### INPUT MATERIAL:
^^^^

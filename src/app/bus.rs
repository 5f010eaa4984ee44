//! Topic-keyed publish/subscribe for backend job events
//!
//! The backend pushes frames of the form `{"id": "<topic>", "data": "<json>"}`.
//! Components subscribe to the topics they care about and receive decoded
//! updates through a [`Subscription`]. Dropping a subscription removes it from
//! the registry, so listeners never outlive the component that owns them.

use crate::api::JobStatus;
use serde::{Deserialize, Serialize};
use std::collections::HashMap;
use std::sync::atomic::{AtomicU64, Ordering};
use std::sync::{Arc, Mutex, MutexGuard};
use thiserror::Error;
use tokio::sync::mpsc;
use tracing::{debug, trace};

#[derive(Error, Debug)]
pub enum BusError {
    #[error("Unknown topic: {0}")]
    UnknownTopic(String),

    #[error("Malformed frame: {0}")]
    Malformed(#[from] serde_json::Error),
}

/// Job event topic. Frames carry its wire name as a plain string.
#[derive(Debug, Clone, Copy, PartialEq, Eq, Hash)]
pub enum Topic {
    JobStarted,
    JobFinished,
    JobStatus,
}

impl Topic {
    pub const ALL: [Topic; 3] = [Topic::JobStarted, Topic::JobFinished, Topic::JobStatus];

    pub fn as_str(&self) -> &'static str {
        match self {
            Topic::JobStarted => "job-started",
            Topic::JobFinished => "job-finished",
            Topic::JobStatus => "job-status",
        }
    }

    pub fn parse(name: &str) -> Result<Self, BusError> {
        Self::ALL
            .into_iter()
            .find(|topic| topic.as_str() == name)
            .ok_or_else(|| BusError::UnknownTopic(name.to_string()))
    }
}

/// Raw frame as carried by the backend event channel
#[derive(Debug, Clone, PartialEq, Serialize, Deserialize)]
pub struct JobEventFrame {
    /// Topic name
    pub id: String,
    /// JSON-encoded payload
    pub data: String,
}

/// Decoded payload of every job topic
#[derive(Debug, Clone, PartialEq, Serialize, Deserialize)]
pub struct JobStatusUpdate {
    pub job_id: String,
    pub status: JobStatus,
}

impl JobEventFrame {
    pub fn new(topic: Topic, update: &JobStatusUpdate) -> Result<Self, BusError> {
        Ok(Self {
            id: topic.as_str().to_string(),
            data: serde_json::to_string(update)?,
        })
    }

    pub fn decode(&self) -> Result<(Topic, JobStatusUpdate), BusError> {
        let topic = Topic::parse(&self.id)?;
        let update = serde_json::from_str(&self.data)?;
        Ok((topic, update))
    }
}

type Subscribers = HashMap<Topic, Vec<(u64, mpsc::UnboundedSender<JobStatusUpdate>)>>;

/// Shared registry of topic subscribers
#[derive(Debug, Clone, Default)]
pub struct TopicRegistry {
    subscribers: Arc<Mutex<Subscribers>>,
    next_id: Arc<AtomicU64>,
}

impl TopicRegistry {
    pub fn new() -> Self {
        Self::default()
    }

    fn lock(&self) -> MutexGuard<'_, Subscribers> {
        self.subscribers
            .lock()
            .unwrap_or_else(|poisoned| poisoned.into_inner())
    }

    pub fn subscribe(&self, topic: Topic) -> Subscription {
        let id = self.next_id.fetch_add(1, Ordering::Relaxed);
        let (sender, receiver) = mpsc::unbounded_channel();
        self.lock().entry(topic).or_default().push((id, sender));
        debug!(topic = topic.as_str(), subscriber = id, "Subscribed");

        Subscription {
            id,
            topic,
            receiver,
            registry: self.clone(),
        }
    }

    /// Deliver an update to every subscriber of `topic`. Returns the number reached.
    pub fn publish(&self, topic: Topic, update: JobStatusUpdate) -> usize {
        let mut subscribers = self.lock();
        let Some(entries) = subscribers.get_mut(&topic) else {
            return 0;
        };
        entries.retain(|(_, sender)| sender.send(update.clone()).is_ok());
        trace!(topic = topic.as_str(), delivered = entries.len(), "Published");
        entries.len()
    }

    pub fn dispatch(&self, frame: &JobEventFrame) -> Result<usize, BusError> {
        let (topic, update) = frame.decode()?;
        Ok(self.publish(topic, update))
    }

    /// Decode and dispatch a frame received as text
    pub fn dispatch_raw(&self, text: &str) -> Result<usize, BusError> {
        let frame: JobEventFrame = serde_json::from_str(text)?;
        self.dispatch(&frame)
    }

    fn unsubscribe(&self, topic: Topic, id: u64) {
        let mut subscribers = self.lock();
        if let Some(entries) = subscribers.get_mut(&topic) {
            entries.retain(|(entry, _)| *entry != id);
            if entries.is_empty() {
                subscribers.remove(&topic);
            }
        }
        debug!(topic = topic.as_str(), subscriber = id, "Unsubscribed");
    }
}

/// Live subscription to one topic, released on drop
#[derive(Debug)]
pub struct Subscription {
    id: u64,
    topic: Topic,
    receiver: mpsc::UnboundedReceiver<JobStatusUpdate>,
    registry: TopicRegistry,
}

impl Subscription {
    /// Next pending update, without waiting
    pub fn try_next(&mut self) -> Option<JobStatusUpdate> {
        self.receiver.try_recv().ok()
    }

    pub async fn next(&mut self) -> Option<JobStatusUpdate> {
        self.receiver.recv().await
    }
}

impl Drop for Subscription {
    fn drop(&mut self) {
        self.registry.unsubscribe(self.topic, self.id);
    }
}
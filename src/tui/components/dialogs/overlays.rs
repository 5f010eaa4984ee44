//! Concrete overlays used by the dashboard
//!
//! Each overlay owns a [`DialogCoordinator`]. Opening and closing always goes
//! through it, so the shared stack stays the single source of truth for
//! which overlay is visible and which one receives keys.

use super::{DialogCoordinator, DialogStackHandle, GroupName};
use crate::api::JobSummary;
use crate::tui::{
    components::Component,
    styles::Theme,
    utils::layout::{centered_rect, contains},
    Frame,
};
use crossterm::event::{KeyCode, KeyEvent, MouseButton, MouseEvent, MouseEventKind};
use ratatui::{
    layout::Rect,
    text::{Line, Span},
    widgets::{Block, Borders, Clear, List, ListItem, ListState, Paragraph, Wrap},
};

/// An overlay registered with the dialog stack
pub trait Overlay: Component {
    fn coordinator(&self) -> &DialogCoordinator;

    /// Area covered during the last render
    fn area(&self) -> Rect;

    fn is_open(&self) -> bool {
        self.coordinator().is_open()
    }

    /// Close on a left click outside the overlay, if the stack allows it
    fn handle_outside_click(&self, event: &MouseEvent) -> bool {
        if event.kind != MouseEventKind::Down(MouseButton::Left) {
            return false;
        }
        if contains(self.area(), event.column, event.row) {
            return false;
        }
        self.coordinator().request_close()
    }
}

fn overlay_block<'a>(title: &'a str, active: bool, theme: &Theme) -> Block<'a> {
    let border_style = if active {
        theme.focused_border_style()
    } else {
        theme.border_style()
    };
    Block::default()
        .title(title)
        .borders(Borders::ALL)
        .border_style(border_style)
        .style(theme.base_style())
}

/// Modal listing the key bindings
pub struct HelpOverlay {
    coordinator: DialogCoordinator,
    lines: Vec<(String, String)>,
    area: Rect,
}

impl HelpOverlay {
    pub fn new(stack: DialogStackHandle, lines: Vec<(String, String)>) -> Self {
        Self {
            coordinator: DialogCoordinator::new(stack),
            lines,
            area: Rect::default(),
        }
    }

    pub fn toggle(&self) -> bool {
        self.coordinator.toggle()
    }

    /// Keys while the help is the active overlay. Everything is swallowed.
    pub fn handle_key(&self, event: &KeyEvent) -> bool {
        match event.code {
            KeyCode::Char('?') | KeyCode::Char('q') => {
                self.coordinator.request_close();
            }
            _ => {
                self.coordinator.handle_escape(event);
            }
        }
        true
    }
}

impl Component for HelpOverlay {
    fn render(&mut self, frame: &mut Frame, area: Rect, theme: &Theme) {
        let height = self.lines.len() as u16 + 2;
        self.area = centered_rect(56, height, area);

        let lines: Vec<Line> = self
            .lines
            .iter()
            .map(|(keys, description)| {
                Line::from(vec![
                    Span::styled(format!("{:<14}", keys), theme.focused_border_style()),
                    Span::styled(description.clone(), theme.text_style()),
                ])
            })
            .collect();

        let block = overlay_block(" Help ", self.coordinator.is_top(), theme);
        frame.render_widget(Clear, self.area);
        frame.render_widget(Paragraph::new(lines).block(block), self.area);
    }
}

impl Overlay for HelpOverlay {
    fn coordinator(&self) -> &DialogCoordinator {
        &self.coordinator
    }

    fn area(&self) -> Rect {
        self.area
    }
}

/// Actions offered for a job row
#[derive(Debug, Clone, Copy, PartialEq, Eq)]
pub enum RowAction {
    RunNow,
    ToggleEnabled,
    Delete,
}

impl RowAction {
    pub const ALL: [RowAction; 3] = [RowAction::RunNow, RowAction::ToggleEnabled, RowAction::Delete];

    fn label(&self, job: &JobSummary) -> &'static str {
        match self {
            RowAction::RunNow => "Run now",
            RowAction::ToggleEnabled if job.enabled => "Disable",
            RowAction::ToggleEnabled => "Enable",
            RowAction::Delete => "Delete…",
        }
    }
}

/// Result of a key press inside the row menu
#[derive(Debug, Clone, PartialEq)]
pub enum MenuOutcome {
    Ignored,
    Consumed,
    Chosen(RowAction, JobSummary),
}

/// Per-row dropdown. Row menus share a group, so opening one closes any other.
pub struct RowActionsMenu {
    coordinator: DialogCoordinator,
    job: Option<JobSummary>,
    state: ListState,
    area: Rect,
}

impl RowActionsMenu {
    pub fn new(stack: DialogStackHandle) -> Self {
        Self {
            coordinator: DialogCoordinator::grouped(stack, GroupName::row_actions()),
            job: None,
            state: ListState::default(),
            area: Rect::default(),
        }
    }

    pub fn open_for(&mut self, job: JobSummary) {
        self.job = Some(job);
        self.state.select(Some(0));
        self.coordinator.open();
    }

    pub fn job(&self) -> Option<&JobSummary> {
        self.job.as_ref()
    }

    pub fn request_close(&self) -> bool {
        self.coordinator.request_close()
    }

    pub fn handle_key(&mut self, event: &KeyEvent) -> MenuOutcome {
        if self.coordinator.handle_escape(event) {
            return MenuOutcome::Consumed;
        }

        let selected = self.state.selected().unwrap_or(0);
        match event.code {
            KeyCode::Down | KeyCode::Char('j') => {
                self.state.select(Some((selected + 1).min(RowAction::ALL.len() - 1)));
                MenuOutcome::Consumed
            }
            KeyCode::Up | KeyCode::Char('k') => {
                self.state.select(Some(selected.saturating_sub(1)));
                MenuOutcome::Consumed
            }
            KeyCode::Enter => match &self.job {
                Some(job) => MenuOutcome::Chosen(RowAction::ALL[selected], job.clone()),
                None => MenuOutcome::Consumed,
            },
            _ => MenuOutcome::Ignored,
        }
    }
}

impl Component for RowActionsMenu {
    fn render(&mut self, frame: &mut Frame, area: Rect, theme: &Theme) {
        let Some(job) = &self.job else {
            return;
        };
        self.area = centered_rect(28, RowAction::ALL.len() as u16 + 2, area);

        let items: Vec<ListItem> = RowAction::ALL
            .iter()
            .map(|action| ListItem::new(action.label(job)))
            .collect();
        let title = format!(" {} ", job.name);
        let list = List::new(items)
            .block(overlay_block(&title, self.coordinator.is_top(), theme))
            .highlight_style(theme.selection_style());

        frame.render_widget(Clear, self.area);
        frame.render_stateful_widget(list, self.area, &mut self.state);
    }
}

impl Overlay for RowActionsMenu {
    fn coordinator(&self) -> &DialogCoordinator {
        &self.coordinator
    }

    fn area(&self) -> Rect {
        self.area
    }
}

/// Yes/no confirmation stacked above whatever opened it
pub struct ConfirmDialog {
    coordinator: DialogCoordinator,
    message: String,
    pending: Option<(RowAction, JobSummary)>,
    area: Rect,
}

impl ConfirmDialog {
    pub fn new(stack: DialogStackHandle) -> Self {
        Self {
            coordinator: DialogCoordinator::new(stack),
            message: String::new(),
            pending: None,
            area: Rect::default(),
        }
    }

    pub fn ask(&mut self, message: impl Into<String>, action: RowAction, job: JobSummary) {
        self.message = message.into();
        self.pending = Some((action, job));
        self.coordinator.open();
    }

    /// Returns the confirmed action, if this key confirmed one
    pub fn handle_key(&mut self, event: &KeyEvent) -> Option<(RowAction, JobSummary)> {
        match event.code {
            KeyCode::Char('y') | KeyCode::Enter => {
                if self.coordinator.request_close() {
                    return self.pending.take();
                }
                None
            }
            KeyCode::Char('n') => {
                if self.coordinator.request_close() {
                    self.pending = None;
                }
                None
            }
            _ => {
                if self.coordinator.handle_escape(event) {
                    self.pending = None;
                }
                None
            }
        }
    }
}

impl Component for ConfirmDialog {
    fn render(&mut self, frame: &mut Frame, area: Rect, theme: &Theme) {
        self.area = centered_rect(44, 5, area);
        let text = vec![
            Line::styled(self.message.clone(), theme.text_style()),
            Line::styled("[y] confirm   [n] cancel", theme.muted_style()),
        ];
        let paragraph = Paragraph::new(text)
            .block(overlay_block(" Confirm ", self.coordinator.is_top(), theme))
            .wrap(Wrap { trim: true });

        frame.render_widget(Clear, self.area);
        frame.render_widget(paragraph, self.area);
    }
}

impl Overlay for ConfirmDialog {
    fn coordinator(&self) -> &DialogCoordinator {
        &self.coordinator
    }

    fn area(&self) -> Rect {
        self.area
    }
}

#[cfg(test)]
mod tests {
    use super::*;
    use crate::api::JobStatus;
    use crossterm::event::KeyModifiers;

    fn key(code: KeyCode) -> KeyEvent {
        KeyEvent::new(code, KeyModifiers::NONE)
    }

    fn job(id: &str) -> JobSummary {
        JobSummary {
            id: id.to_string(),
            name: format!("job {}", id),
            schedule: "* * * * *".to_string(),
            enabled: true,
            last_status: JobStatus::Idle,
            next_run: None,
        }
    }

    #[test]
    fn test_nested_confirm_blocks_menu_escape() {
        let stack = DialogStackHandle::new();
        let mut menu = RowActionsMenu::new(stack.clone());
        let mut confirm = ConfirmDialog::new(stack.clone());

        menu.open_for(job("1"));
        confirm.ask("Delete?", RowAction::Delete, job("1"));

        // Escape reaches the confirm dialog first and closes only it
        assert_eq!(confirm.handle_key(&key(KeyCode::Esc)), None);
        assert!(!confirm.is_open());
        assert!(menu.is_open());
        assert!(menu.coordinator().is_top());
    }

    #[test]
    fn test_confirm_returns_pending_action() {
        let stack = DialogStackHandle::new();
        let mut confirm = ConfirmDialog::new(stack);
        confirm.ask("Delete?", RowAction::Delete, job("7"));

        let confirmed = confirm.handle_key(&key(KeyCode::Char('y')));
        assert_eq!(confirmed.map(|(action, job)| (action, job.id)), Some((RowAction::Delete, "7".to_string())));
        assert!(!confirm.is_open());
    }

    #[test]
    fn test_menu_navigation_and_choice() {
        let stack = DialogStackHandle::new();
        let mut menu = RowActionsMenu::new(stack);
        menu.open_for(job("3"));

        assert_eq!(menu.handle_key(&key(KeyCode::Down)), MenuOutcome::Consumed);
        assert_eq!(menu.handle_key(&key(KeyCode::Down)), MenuOutcome::Consumed);
        assert_eq!(menu.handle_key(&key(KeyCode::Down)), MenuOutcome::Consumed);
        assert_eq!(
            menu.handle_key(&key(KeyCode::Enter)),
            MenuOutcome::Chosen(RowAction::Delete, job("3"))
        );
        assert_eq!(menu.handle_key(&key(KeyCode::Char('x'))), MenuOutcome::Ignored);
    }

    #[test]
    fn test_opening_second_row_menu_closes_first() {
        let stack = DialogStackHandle::new();
        let mut first = RowActionsMenu::new(stack.clone());
        let mut second = RowActionsMenu::new(stack.clone());

        first.open_for(job("1"));
        second.open_for(job("2"));

        assert!(!first.is_open());
        assert!(second.is_open());
        assert_eq!(stack.read().len(), 1);
    }

    #[test]
    fn test_outside_click_closes_only_active_overlay() {
        let stack = DialogStackHandle::new();
        let help = HelpOverlay::new(stack.clone(), vec![("?".to_string(), "help".to_string())]);
        let modal = ConfirmDialog::new(stack.clone());
        help.toggle();
        modal.coordinator().open();

        let click = MouseEvent {
            kind: MouseEventKind::Down(MouseButton::Left),
            column: 79,
            row: 23,
            modifiers: KeyModifiers::NONE,
        };
        assert!(!help.handle_outside_click(&click));
        assert!(help.is_open());
        assert!(modal.handle_outside_click(&click));
        assert!(help.handle_outside_click(&click));
        assert!(!stack.has_dialogs());
    }
}
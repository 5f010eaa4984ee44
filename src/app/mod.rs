//! Core application wiring
//!
//! Builds the backend client from configuration, owns the job event registry
//! and starts the interactive dashboard or the non-interactive commands.

mod bus;
mod feed;

pub use bus::*;
pub use feed::spawn_demo_feed;

use anyhow::Result;
use std::sync::Arc;
use std::time::Duration;
use tokio::task::JoinHandle;
use tracing::{debug, info};

use crate::{
    api::{DemoJobsApi, HttpJobsApi, JobQuery, JobSummary, JobsApi},
    config::Config,
    tui,
};

/// Main application structure
pub struct App {
    config: Config,
    api: Arc<dyn JobsApi>,
    demo: Option<Arc<DemoJobsApi>>,
    registry: TopicRegistry,
    feed: Option<JoinHandle<()>>,
}

impl App {
    /// Create a new application instance
    pub async fn new(config: Config) -> Result<Self> {
        debug!("Creating new App instance");
        config.validate()?;

        let (api, demo): (Arc<dyn JobsApi>, _) = match (&config.api_url, config.use_demo_data()) {
            (Some(url), false) => {
                info!(url = %url, "Using scheduler backend");
                let timeout = Duration::from_secs(config.request_timeout_secs);
                let api: Arc<dyn JobsApi> = Arc::new(HttpJobsApi::new(url, timeout)?);
                (api, None)
            }
            _ => {
                info!(jobs = config.demo_jobs, "Using demo data");
                let demo = Arc::new(
                    DemoJobsApi::seeded(config.demo_jobs).with_latency(Duration::from_millis(150)),
                );
                (Arc::clone(&demo) as Arc<dyn JobsApi>, Some(demo))
            }
        };

        Ok(Self {
            config,
            api,
            demo,
            registry: TopicRegistry::new(),
            feed: None,
        })
    }

    pub fn config(&self) -> &Config {
        &self.config
    }

    pub fn api(&self) -> Arc<dyn JobsApi> {
        Arc::clone(&self.api)
    }

    pub fn registry(&self) -> &TopicRegistry {
        &self.registry
    }

    /// Start publishing job events. Only demo data has an event source.
    fn start_event_feed(&mut self) {
        if self.feed.is_some() {
            return;
        }
        if let Some(demo) = &self.demo {
            let interval = Duration::from_millis(self.config.demo_event_interval_ms);
            self.feed = Some(spawn_demo_feed(self.registry.clone(), Arc::clone(demo), interval));
        }
    }

    /// Run the application in interactive mode (TUI)
    pub async fn run_interactive(&mut self) -> Result<()> {
        info!("Starting interactive mode");
        self.start_event_feed();

        let result = tui::run(self).await;

        if let Some(feed) = self.feed.take() {
            feed.abort();
        }
        result
    }

    /// Fetch one page of jobs without starting the dashboard
    pub async fn list_jobs(&self, query: &JobQuery) -> Result<Vec<JobSummary>> {
        Ok(self.api.list_jobs(query).await?)
    }
}

#[cfg(test)]
mod tests {
    use super::*;

    #[tokio::test]
    async fn test_demo_app_lists_jobs() {
        let config = Config {
            demo_jobs: 7,
            ..Default::default()
        };
        let app = App::new(config).await.unwrap();
        let jobs = app
            .list_jobs(&JobQuery {
                offset: 5,
                limit: 10,
                enabled_only: false,
            })
            .await
            .unwrap();
        assert_eq!(jobs.len(), 2);
    }

    #[tokio::test]
    async fn test_invalid_config_is_rejected() {
        let config = Config {
            page_size: 0,
            ..Default::default()
        };
        assert!(App::new(config).await.is_err());
    }
}
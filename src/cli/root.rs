use anyhow::Result;
use clap::{Parser, Subcommand};
use std::path::PathBuf;
use tracing::{debug, info};

use super::{ConfigCommand, JobsCommand};
use crate::app::App;
use crate::config::Config;

/// jobdeck - browse and manage scheduled jobs from the terminal
#[derive(Parser)]
#[command(
    name = "jobdeck",
    version,
    about = "Browse and manage scheduled jobs from the terminal",
    long_about = r#"jobdeck shows the jobs of a scheduler backend as a paginated, keyboard driven list.
Without an API URL it runs against generated demo data.

Examples:
  jobdeck                                   # Start the dashboard
  jobdeck --api-url http://localhost:8080   # Use a real backend
  jobdeck jobs list --limit 20 --json       # Print one page of jobs"#
)]
pub struct Cli {
    /// Enable debug logging
    #[arg(short = 'd', long = "debug", global = true)]
    pub debug: bool,

    /// Scheduler backend base URL
    #[arg(long = "api-url", global = true)]
    pub api_url: Option<String>,

    /// Use generated demo data instead of a backend
    #[arg(long, global = true)]
    pub demo: bool,

    /// Read configuration from this file instead of the default locations
    #[arg(short = 'c', long = "config", global = true)]
    pub config: Option<PathBuf>,

    #[command(subcommand)]
    pub command: Option<Commands>,
}

#[derive(Subcommand)]
pub enum Commands {
    /// Work with jobs non-interactively
    Jobs(JobsCommand),
    /// Inspect configuration
    Config(ConfigCommand),
}

impl Cli {
    /// Whether this invocation starts the full-screen dashboard
    pub fn is_interactive(&self) -> bool {
        self.command.is_none()
    }

    /// Resolve configuration: defaults, then file, then environment, then flags
    pub async fn load_config(&self) -> Result<Config> {
        let mut config = match &self.config {
            Some(path) => {
                let mut config = Config::load_from_path(path).await?;
                config.load_from_env();
                config
            }
            None => Config::init().await?,
        };
        self.apply_overrides(&mut config);
        Ok(config)
    }

    fn apply_overrides(&self, config: &mut Config) {
        if let Some(url) = &self.api_url {
            config.api_url = Some(url.clone());
        }
        if self.demo {
            config.demo = true;
        }
    }

    pub async fn execute(self, config: Config) -> Result<()> {
        if self.debug {
            debug!("Debug logging enabled");
        }

        match self.command {
            Some(Commands::Jobs(jobs_cmd)) => jobs_cmd.execute(&config).await,
            Some(Commands::Config(config_cmd)) => config_cmd.execute(&config).await,
            None => Self::start_interactive_mode(config).await,
        }
    }

    async fn start_interactive_mode(config: Config) -> Result<()> {
        info!("Starting interactive mode");

        let mut app = App::new(config).await?;
        app.run_interactive().await?;

        info!("Application finished");
        Ok(())
    }
}

#[cfg(test)]
mod tests {
    use super::*;

    #[test]
    fn test_parse_jobs_list() {
        let cli = Cli::try_parse_from([
            "jobdeck",
            "jobs",
            "list",
            "--offset",
            "20",
            "--limit",
            "5",
            "--enabled-only",
        ])
        .unwrap();

        assert!(!cli.is_interactive());
        match cli.command {
            Some(Commands::Jobs(JobsCommand {
                command: super::super::jobs::JobsSubcommand::List(args),
            })) => {
                assert_eq!(args.offset, 20);
                assert_eq!(args.limit, Some(5));
                assert!(args.enabled_only);
                assert!(!args.json);
            }
            _ => panic!("expected jobs list"),
        }
    }

    #[test]
    fn test_flags_override_config() {
        let cli = Cli::try_parse_from(["jobdeck", "--api-url", "http://jobs.local", "--demo"]).unwrap();
        assert!(cli.is_interactive());

        let mut config = Config::default();
        cli.apply_overrides(&mut config);
        assert_eq!(config.api_url.as_deref(), Some("http://jobs.local"));
        assert!(config.use_demo_data());
    }
}
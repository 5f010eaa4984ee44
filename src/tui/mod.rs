//! Terminal user interface built on ratatui
//!
//! The dashboard shows the paginated job list. Row menus, confirmations and
//! the help screen are overlays coordinated through a shared dialog stack.

mod app;
pub mod components;
pub mod events;
mod keys;
mod pages;
pub mod styles;
pub mod utils;

pub use app::App;
pub use events::{Event, EventHandler};

use anyhow::Result;
use crossterm::event::{DisableMouseCapture, EnableMouseCapture};
use crossterm::execute;
use crossterm::terminal::{disable_raw_mode, enable_raw_mode, EnterAlternateScreen, LeaveAlternateScreen};
use ratatui::backend::CrosstermBackend;
use ratatui::Terminal;
use std::io;
use std::time::Duration;
use tracing::info;

pub type Backend = CrosstermBackend<io::Stdout>;
pub type Frame<'a> = ratatui::Frame<'a>;

/// Initialize the terminal for TUI mode
pub fn init_terminal(mouse: bool) -> Result<Terminal<Backend>> {
    enable_raw_mode()?;
    let mut stdout = io::stdout();
    execute!(stdout, EnterAlternateScreen)?;
    if mouse {
        execute!(stdout, EnableMouseCapture)?;
    }
    let backend = CrosstermBackend::new(stdout);
    let terminal = Terminal::new(backend)?;
    Ok(terminal)
}

/// Restore the terminal to normal mode
pub fn restore_terminal(terminal: &mut Terminal<Backend>) -> Result<()> {
    disable_raw_mode()?;
    execute!(
        terminal.backend_mut(),
        LeaveAlternateScreen,
        DisableMouseCapture
    )?;
    terminal.show_cursor()?;
    Ok(())
}

/// Main TUI entry point
pub async fn run(core: &crate::app::App) -> Result<()> {
    let config = core.config();
    let mut event_handler = EventHandler::new(Duration::from_millis(config.tick_rate_ms));
    let mut app = App::new(core.api(), core.registry(), config, event_handler.sender());

    let mut terminal = init_terminal(config.mouse_enabled)?;
    event_handler.start_input_reader();

    let result = run_app(&mut terminal, &mut app, &mut event_handler).await;

    restore_terminal(&mut terminal)?;
    info!("Dashboard closed");
    result
}

/// Main application loop
async fn run_app(
    terminal: &mut Terminal<Backend>,
    app: &mut App,
    event_handler: &mut EventHandler,
) -> Result<()> {
    loop {
        terminal.draw(|frame| app.render(frame))?;

        match event_handler.next().await {
            Some(event) => {
                if app.handle_event(event).await? {
                    break;
                }
            }
            None => break,
        }
    }
    Ok(())
}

^^^^

### TASK GOAL:
Referring to the material above, set down exactly the lines between the line with "use std::io;" and the line with "to normal mode", inclusive, and no other lines.

### ANSWER BOX:
use std::io;
use std::time::Duration;
use tracing::info;

pub type Backend = CrosstermBackend<io::Stdout>;
pub type Frame<'a> = ratatui::Frame<'a>;

/// Initialize the terminal for TUI mode
pub fn init_terminal(mouse: bool) -> Result<Terminal<Backend>> {
    enable_raw_mode()?;
    let mut stdout = io::stdout();
    execute!(stdout, EnterAlternateScreen)?;
    if mouse {
        execute!(stdout, EnableMouseCapture)?;
    }
    let backend = CrosstermBackend::new(stdout);
    let terminal = Terminal::new(backend)?;
    Ok(terminal)
}

/// Restore the terminal to normal mode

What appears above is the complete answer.